(ENTRIES SUPPLIED begins)

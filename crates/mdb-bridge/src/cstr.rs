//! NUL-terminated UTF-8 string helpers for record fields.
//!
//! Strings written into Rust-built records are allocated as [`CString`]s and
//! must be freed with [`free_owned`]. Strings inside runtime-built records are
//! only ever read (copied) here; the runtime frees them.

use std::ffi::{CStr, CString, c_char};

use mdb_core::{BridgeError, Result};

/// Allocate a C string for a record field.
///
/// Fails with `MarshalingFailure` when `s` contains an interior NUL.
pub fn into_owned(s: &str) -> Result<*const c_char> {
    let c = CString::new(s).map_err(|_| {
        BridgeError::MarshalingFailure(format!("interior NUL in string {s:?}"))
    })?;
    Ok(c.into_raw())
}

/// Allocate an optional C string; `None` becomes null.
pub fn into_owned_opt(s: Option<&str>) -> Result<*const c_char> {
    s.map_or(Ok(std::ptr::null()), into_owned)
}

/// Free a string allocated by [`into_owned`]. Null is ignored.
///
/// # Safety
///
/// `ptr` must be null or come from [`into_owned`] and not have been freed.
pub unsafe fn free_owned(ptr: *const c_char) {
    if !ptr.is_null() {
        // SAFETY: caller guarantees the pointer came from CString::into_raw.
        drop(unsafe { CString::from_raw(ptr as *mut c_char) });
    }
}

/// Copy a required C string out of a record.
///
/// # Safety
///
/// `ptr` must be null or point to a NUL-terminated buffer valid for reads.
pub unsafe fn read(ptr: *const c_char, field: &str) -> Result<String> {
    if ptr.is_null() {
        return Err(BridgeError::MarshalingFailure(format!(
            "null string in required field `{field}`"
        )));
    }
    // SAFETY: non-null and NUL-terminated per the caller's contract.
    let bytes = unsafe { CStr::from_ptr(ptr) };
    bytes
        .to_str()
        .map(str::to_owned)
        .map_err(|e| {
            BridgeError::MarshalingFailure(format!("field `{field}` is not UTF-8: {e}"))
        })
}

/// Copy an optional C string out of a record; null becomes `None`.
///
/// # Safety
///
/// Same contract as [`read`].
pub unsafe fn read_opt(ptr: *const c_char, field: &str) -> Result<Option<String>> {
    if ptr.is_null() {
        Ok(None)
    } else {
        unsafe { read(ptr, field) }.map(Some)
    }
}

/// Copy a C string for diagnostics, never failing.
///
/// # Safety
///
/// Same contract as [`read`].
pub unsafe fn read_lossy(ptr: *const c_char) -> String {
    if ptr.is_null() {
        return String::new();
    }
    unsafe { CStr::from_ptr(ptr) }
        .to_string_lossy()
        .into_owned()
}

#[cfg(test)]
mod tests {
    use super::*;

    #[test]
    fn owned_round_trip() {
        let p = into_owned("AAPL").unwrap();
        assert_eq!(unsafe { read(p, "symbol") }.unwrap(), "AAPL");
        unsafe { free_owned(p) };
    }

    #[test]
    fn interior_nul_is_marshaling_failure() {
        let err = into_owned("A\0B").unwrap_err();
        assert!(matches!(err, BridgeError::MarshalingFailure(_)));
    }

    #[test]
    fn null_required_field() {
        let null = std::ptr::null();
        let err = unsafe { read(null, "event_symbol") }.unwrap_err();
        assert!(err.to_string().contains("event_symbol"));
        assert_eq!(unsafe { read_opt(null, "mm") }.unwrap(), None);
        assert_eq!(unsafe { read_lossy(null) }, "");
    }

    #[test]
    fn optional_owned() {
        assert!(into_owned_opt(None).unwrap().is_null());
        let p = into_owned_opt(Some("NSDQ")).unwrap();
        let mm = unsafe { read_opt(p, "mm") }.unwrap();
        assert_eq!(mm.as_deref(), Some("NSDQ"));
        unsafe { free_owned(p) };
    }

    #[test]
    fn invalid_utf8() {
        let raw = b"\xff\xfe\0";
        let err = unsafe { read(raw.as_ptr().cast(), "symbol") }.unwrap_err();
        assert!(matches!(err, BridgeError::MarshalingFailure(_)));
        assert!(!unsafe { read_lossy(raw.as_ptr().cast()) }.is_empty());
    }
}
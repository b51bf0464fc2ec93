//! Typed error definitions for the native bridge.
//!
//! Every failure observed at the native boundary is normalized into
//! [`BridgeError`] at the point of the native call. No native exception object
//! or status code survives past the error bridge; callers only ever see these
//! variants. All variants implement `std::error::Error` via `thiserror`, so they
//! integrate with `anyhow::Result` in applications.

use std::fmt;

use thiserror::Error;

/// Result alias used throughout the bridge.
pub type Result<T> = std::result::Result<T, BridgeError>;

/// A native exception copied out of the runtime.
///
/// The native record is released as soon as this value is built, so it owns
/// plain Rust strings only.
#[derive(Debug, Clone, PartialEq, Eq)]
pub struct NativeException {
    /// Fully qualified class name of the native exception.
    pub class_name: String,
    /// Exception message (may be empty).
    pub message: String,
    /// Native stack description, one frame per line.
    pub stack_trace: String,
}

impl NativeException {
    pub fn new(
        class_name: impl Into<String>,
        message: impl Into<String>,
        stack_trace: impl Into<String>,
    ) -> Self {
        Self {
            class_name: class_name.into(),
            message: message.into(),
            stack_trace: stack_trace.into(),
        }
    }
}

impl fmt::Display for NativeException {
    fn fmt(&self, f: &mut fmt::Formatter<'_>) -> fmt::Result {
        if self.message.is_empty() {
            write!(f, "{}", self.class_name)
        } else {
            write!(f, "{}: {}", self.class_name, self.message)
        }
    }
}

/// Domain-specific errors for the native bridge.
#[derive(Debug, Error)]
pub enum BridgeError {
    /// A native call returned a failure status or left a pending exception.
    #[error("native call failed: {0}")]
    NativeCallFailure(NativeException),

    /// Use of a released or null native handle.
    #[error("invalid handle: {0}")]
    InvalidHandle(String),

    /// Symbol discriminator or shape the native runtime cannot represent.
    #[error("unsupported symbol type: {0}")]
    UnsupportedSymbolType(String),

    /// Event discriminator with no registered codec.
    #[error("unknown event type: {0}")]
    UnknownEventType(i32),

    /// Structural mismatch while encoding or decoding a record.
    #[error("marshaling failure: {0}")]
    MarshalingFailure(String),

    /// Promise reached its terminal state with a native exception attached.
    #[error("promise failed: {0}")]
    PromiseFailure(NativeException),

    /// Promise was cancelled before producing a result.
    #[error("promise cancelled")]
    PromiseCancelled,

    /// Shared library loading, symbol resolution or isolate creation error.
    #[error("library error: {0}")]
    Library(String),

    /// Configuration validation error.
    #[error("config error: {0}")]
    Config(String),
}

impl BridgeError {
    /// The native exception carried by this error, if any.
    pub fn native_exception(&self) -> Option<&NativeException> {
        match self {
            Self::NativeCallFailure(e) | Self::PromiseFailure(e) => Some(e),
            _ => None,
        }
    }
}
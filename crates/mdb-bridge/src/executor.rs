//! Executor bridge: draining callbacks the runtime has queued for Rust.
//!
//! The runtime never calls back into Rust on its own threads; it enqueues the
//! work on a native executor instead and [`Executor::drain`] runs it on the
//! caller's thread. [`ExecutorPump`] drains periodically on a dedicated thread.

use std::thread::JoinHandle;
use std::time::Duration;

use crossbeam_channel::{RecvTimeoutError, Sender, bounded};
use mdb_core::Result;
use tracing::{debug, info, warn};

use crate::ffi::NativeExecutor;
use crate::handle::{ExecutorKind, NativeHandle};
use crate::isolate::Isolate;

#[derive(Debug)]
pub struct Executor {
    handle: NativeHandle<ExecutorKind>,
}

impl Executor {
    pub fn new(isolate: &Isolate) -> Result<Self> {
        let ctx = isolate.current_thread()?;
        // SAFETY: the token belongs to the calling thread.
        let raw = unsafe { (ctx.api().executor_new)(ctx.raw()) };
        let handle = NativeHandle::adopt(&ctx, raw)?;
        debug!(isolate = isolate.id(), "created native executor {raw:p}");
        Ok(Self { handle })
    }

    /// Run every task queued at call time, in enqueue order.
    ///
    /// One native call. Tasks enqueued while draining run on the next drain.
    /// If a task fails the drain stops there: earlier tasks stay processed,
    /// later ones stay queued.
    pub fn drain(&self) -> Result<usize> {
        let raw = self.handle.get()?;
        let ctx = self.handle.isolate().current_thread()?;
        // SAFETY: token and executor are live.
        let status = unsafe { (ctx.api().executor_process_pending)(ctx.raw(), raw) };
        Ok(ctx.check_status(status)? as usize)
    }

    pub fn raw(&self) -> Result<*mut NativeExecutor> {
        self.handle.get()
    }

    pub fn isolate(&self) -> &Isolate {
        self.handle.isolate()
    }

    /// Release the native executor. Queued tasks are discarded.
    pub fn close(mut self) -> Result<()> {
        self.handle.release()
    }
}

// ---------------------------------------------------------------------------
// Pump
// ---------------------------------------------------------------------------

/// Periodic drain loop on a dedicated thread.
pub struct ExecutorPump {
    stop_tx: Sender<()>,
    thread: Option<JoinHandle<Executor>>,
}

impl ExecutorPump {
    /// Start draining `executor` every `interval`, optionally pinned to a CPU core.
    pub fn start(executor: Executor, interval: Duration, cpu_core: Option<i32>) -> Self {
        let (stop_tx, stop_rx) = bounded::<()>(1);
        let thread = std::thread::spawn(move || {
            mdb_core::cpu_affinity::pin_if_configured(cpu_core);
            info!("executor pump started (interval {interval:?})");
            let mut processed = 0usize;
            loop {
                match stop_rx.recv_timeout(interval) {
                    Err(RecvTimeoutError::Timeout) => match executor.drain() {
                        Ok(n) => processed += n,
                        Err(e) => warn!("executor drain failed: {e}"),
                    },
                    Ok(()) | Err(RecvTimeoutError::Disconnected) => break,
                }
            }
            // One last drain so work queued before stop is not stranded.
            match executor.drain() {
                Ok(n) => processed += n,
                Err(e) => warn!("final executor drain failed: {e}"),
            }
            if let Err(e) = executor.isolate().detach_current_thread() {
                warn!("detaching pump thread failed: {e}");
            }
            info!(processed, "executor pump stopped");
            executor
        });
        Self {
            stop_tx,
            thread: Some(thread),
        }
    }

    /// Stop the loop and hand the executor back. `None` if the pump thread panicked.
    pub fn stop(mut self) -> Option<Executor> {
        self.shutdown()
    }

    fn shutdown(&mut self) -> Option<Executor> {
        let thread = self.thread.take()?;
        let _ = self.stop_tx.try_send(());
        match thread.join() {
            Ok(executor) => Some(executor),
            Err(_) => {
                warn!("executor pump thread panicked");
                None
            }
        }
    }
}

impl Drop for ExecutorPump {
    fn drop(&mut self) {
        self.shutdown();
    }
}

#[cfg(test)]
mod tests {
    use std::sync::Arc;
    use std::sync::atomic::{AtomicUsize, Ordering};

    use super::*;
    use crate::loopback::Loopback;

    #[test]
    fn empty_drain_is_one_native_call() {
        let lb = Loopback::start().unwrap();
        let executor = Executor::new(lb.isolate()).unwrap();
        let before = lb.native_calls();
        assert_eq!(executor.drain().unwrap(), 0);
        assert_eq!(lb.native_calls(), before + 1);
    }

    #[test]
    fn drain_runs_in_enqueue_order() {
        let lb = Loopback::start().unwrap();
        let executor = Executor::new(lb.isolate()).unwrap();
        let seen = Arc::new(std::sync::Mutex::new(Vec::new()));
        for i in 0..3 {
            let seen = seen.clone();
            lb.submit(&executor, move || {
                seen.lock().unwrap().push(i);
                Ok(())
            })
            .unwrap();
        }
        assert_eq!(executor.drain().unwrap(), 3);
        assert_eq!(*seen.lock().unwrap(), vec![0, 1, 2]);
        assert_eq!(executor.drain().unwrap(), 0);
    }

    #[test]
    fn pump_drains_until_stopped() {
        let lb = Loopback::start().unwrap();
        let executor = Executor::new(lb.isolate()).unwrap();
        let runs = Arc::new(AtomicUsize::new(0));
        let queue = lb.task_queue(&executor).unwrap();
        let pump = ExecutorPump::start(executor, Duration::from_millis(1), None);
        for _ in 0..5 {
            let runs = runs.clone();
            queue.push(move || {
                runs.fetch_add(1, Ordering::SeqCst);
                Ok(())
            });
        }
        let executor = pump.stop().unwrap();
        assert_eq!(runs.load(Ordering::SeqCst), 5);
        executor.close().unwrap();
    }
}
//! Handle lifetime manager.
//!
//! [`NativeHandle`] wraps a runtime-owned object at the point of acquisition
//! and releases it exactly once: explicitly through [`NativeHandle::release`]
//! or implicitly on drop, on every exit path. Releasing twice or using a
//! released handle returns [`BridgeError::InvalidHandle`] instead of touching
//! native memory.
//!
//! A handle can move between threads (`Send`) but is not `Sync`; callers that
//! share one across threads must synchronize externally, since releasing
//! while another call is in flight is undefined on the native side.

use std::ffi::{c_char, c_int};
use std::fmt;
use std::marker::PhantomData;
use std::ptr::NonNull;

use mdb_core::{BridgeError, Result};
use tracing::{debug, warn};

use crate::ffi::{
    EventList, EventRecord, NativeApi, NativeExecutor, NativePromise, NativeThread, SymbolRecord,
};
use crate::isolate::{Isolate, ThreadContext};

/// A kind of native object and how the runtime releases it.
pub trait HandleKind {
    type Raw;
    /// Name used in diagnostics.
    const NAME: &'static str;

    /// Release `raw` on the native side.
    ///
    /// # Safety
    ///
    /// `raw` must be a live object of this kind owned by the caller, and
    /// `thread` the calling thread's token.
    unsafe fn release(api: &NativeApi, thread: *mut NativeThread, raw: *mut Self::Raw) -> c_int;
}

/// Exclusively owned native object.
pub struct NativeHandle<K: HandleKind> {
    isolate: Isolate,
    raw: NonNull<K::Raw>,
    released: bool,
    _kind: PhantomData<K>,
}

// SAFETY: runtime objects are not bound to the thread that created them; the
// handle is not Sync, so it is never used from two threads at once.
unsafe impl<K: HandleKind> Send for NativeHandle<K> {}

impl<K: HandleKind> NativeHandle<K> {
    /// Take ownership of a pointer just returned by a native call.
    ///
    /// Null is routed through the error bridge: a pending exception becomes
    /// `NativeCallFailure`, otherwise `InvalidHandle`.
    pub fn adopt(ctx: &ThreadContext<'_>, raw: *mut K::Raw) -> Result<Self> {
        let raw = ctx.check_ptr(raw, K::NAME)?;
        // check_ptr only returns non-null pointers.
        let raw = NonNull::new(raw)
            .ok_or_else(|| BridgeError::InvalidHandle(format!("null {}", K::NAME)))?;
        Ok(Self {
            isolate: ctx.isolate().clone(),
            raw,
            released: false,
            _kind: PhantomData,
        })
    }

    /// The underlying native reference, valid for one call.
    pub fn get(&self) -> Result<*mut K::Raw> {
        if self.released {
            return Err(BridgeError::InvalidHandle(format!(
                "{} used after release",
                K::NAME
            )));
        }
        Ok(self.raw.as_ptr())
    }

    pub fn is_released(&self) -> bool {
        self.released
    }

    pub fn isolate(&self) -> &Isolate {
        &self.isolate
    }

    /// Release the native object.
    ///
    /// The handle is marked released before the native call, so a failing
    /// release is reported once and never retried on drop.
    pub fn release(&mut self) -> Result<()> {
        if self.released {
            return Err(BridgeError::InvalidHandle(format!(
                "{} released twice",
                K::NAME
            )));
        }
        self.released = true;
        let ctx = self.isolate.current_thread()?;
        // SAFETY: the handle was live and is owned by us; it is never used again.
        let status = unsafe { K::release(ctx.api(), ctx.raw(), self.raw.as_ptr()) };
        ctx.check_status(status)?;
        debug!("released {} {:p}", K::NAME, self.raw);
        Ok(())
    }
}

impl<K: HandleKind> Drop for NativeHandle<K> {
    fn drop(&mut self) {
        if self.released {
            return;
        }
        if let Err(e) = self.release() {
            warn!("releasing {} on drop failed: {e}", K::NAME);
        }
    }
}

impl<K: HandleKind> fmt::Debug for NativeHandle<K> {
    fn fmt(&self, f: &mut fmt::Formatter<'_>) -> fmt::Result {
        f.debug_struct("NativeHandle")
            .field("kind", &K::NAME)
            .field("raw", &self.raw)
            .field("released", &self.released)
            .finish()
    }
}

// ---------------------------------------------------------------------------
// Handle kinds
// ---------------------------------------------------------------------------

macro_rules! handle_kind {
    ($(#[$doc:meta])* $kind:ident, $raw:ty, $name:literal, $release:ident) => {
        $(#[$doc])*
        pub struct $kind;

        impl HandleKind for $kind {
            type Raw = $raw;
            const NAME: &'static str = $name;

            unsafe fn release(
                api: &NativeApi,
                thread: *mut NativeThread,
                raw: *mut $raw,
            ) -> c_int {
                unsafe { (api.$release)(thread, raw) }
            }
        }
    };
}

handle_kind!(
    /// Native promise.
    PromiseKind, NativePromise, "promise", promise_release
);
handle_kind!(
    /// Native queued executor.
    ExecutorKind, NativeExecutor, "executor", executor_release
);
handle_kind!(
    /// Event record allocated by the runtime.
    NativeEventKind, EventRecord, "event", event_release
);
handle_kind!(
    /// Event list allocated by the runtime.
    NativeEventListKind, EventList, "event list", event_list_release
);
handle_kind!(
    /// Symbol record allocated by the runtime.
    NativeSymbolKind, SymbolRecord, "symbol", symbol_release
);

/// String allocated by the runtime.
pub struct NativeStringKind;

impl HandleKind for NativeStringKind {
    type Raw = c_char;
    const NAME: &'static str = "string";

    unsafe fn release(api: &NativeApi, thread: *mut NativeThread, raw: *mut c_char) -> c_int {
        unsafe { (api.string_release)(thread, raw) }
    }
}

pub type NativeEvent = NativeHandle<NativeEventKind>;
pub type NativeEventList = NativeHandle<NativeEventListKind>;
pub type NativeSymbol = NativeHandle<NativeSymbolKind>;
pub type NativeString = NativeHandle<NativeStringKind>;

(ENTRIES SUPPLIED ends)

WORK ORDER |
Where a line of the records above holds the word "instead", count it; give the total as a single number and nothing else.

COMPLETED TASK |
2